START MATERIAL PROVIDED

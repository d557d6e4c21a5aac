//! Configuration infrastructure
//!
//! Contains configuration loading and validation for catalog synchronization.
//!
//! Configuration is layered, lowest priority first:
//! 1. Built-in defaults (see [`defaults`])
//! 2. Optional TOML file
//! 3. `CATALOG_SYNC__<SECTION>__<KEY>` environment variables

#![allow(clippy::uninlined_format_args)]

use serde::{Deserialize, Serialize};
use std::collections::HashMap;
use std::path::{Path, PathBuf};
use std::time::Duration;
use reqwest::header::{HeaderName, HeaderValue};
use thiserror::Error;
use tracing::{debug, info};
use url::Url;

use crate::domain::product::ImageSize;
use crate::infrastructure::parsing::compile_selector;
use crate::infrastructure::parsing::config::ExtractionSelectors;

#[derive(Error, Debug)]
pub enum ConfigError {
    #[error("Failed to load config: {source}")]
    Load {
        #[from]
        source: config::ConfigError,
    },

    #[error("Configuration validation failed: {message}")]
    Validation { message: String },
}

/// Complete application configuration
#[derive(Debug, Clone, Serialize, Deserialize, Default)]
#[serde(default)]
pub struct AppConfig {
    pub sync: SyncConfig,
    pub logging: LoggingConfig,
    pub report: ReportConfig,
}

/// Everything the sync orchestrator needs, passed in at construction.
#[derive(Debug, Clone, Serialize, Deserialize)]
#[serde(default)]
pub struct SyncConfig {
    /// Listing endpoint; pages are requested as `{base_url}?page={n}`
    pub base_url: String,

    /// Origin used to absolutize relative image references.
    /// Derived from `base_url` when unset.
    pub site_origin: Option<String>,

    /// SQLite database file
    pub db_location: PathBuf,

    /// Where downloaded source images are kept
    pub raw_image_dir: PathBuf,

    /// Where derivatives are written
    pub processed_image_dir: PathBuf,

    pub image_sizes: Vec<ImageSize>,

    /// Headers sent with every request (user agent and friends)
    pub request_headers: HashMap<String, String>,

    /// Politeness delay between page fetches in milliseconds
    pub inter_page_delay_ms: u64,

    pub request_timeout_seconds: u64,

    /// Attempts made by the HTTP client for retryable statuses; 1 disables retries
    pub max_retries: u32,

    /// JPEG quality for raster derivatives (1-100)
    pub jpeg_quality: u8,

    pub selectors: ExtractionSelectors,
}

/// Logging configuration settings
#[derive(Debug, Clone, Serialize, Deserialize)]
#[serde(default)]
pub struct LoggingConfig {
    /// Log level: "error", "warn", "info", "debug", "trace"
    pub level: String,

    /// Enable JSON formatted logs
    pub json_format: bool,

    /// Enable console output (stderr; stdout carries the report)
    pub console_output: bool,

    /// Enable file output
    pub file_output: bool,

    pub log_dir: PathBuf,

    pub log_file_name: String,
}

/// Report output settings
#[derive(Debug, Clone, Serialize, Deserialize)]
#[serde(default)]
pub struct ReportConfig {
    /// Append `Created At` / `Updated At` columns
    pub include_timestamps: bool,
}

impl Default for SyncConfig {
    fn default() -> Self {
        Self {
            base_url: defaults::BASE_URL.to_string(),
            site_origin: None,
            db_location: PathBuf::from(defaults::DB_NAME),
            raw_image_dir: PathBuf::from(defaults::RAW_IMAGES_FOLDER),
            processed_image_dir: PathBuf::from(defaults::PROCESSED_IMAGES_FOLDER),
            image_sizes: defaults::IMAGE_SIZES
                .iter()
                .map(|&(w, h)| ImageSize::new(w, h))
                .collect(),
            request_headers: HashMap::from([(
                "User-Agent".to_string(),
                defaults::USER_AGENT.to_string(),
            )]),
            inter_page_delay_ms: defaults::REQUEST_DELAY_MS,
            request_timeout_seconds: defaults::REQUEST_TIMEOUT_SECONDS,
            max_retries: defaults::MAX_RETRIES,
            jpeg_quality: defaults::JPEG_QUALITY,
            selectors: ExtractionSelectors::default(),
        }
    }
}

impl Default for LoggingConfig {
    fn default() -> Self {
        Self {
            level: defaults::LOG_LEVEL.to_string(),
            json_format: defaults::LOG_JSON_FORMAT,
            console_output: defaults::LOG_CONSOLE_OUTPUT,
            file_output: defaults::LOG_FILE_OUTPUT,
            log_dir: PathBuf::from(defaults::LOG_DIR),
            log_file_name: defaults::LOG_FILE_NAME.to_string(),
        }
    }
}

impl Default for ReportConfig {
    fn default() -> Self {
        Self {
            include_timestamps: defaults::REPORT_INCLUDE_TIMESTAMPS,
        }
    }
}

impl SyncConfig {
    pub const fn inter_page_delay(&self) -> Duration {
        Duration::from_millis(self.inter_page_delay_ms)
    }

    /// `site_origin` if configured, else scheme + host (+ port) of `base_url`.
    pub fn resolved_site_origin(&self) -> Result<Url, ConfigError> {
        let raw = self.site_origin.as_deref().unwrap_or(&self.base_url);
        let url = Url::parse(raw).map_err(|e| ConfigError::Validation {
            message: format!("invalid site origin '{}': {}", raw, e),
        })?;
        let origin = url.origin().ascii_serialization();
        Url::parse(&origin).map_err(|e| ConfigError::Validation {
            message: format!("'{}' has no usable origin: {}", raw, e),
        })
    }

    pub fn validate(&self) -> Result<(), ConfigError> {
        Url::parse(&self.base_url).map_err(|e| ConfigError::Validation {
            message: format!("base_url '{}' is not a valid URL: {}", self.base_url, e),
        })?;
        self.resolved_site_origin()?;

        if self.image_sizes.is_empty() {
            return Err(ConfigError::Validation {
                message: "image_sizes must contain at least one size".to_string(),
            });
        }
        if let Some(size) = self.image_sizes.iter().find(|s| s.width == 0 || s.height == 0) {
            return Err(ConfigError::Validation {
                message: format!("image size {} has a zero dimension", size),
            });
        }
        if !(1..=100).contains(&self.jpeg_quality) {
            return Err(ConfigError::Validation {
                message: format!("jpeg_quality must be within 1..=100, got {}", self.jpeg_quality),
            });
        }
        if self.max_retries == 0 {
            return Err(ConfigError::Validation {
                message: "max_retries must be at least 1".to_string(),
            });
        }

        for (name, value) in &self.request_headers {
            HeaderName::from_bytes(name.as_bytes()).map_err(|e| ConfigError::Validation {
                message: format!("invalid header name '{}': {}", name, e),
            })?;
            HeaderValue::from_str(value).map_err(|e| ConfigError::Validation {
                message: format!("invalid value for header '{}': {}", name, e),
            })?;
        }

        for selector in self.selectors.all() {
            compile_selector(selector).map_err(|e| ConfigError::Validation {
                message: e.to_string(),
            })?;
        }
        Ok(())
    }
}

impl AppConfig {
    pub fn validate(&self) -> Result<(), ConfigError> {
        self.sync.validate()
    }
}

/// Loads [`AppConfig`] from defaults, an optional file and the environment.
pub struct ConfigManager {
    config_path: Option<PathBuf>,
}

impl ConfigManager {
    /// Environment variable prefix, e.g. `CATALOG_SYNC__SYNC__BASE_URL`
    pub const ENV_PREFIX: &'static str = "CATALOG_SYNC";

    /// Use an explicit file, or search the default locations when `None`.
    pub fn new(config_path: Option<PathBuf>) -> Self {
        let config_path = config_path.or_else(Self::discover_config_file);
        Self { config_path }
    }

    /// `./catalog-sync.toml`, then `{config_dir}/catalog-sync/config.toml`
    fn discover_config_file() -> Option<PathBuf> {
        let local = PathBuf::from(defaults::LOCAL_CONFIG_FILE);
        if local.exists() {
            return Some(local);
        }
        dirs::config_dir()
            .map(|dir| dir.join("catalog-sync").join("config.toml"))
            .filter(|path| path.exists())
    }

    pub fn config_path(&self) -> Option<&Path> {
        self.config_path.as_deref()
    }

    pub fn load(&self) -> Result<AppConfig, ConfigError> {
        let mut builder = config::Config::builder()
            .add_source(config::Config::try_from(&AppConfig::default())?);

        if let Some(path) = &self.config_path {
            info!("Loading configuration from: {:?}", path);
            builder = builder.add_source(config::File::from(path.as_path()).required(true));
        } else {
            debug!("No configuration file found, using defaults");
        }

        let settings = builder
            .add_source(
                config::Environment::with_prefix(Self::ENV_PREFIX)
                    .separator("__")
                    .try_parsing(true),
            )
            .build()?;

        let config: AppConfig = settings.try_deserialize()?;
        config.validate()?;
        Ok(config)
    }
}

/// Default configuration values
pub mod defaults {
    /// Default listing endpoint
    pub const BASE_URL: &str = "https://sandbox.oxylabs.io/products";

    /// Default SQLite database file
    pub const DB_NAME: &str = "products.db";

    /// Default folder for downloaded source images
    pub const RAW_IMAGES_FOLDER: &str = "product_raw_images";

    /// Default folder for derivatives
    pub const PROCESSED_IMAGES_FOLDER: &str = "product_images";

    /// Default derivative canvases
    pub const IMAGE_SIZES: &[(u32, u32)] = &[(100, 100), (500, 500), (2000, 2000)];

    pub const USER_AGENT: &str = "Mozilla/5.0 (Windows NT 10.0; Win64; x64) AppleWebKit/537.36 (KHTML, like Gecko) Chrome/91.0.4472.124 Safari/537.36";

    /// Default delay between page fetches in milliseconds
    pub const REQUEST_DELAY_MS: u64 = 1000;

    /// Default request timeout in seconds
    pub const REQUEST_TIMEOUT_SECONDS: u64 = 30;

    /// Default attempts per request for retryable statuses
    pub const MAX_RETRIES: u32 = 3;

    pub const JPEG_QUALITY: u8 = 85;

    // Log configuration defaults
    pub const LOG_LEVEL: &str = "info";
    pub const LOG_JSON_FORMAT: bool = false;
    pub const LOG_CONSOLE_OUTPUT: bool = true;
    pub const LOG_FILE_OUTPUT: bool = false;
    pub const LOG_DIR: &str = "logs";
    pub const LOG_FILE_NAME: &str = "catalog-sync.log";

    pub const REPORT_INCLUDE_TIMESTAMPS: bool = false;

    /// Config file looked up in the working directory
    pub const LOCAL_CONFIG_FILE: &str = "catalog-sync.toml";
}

END MATERIAL PROVIDED

WHAT THE TASK REQUIRES: The number of lines above where the word "parse" occurs, and only that number, is the answer.

EXERCISE RESULT: 3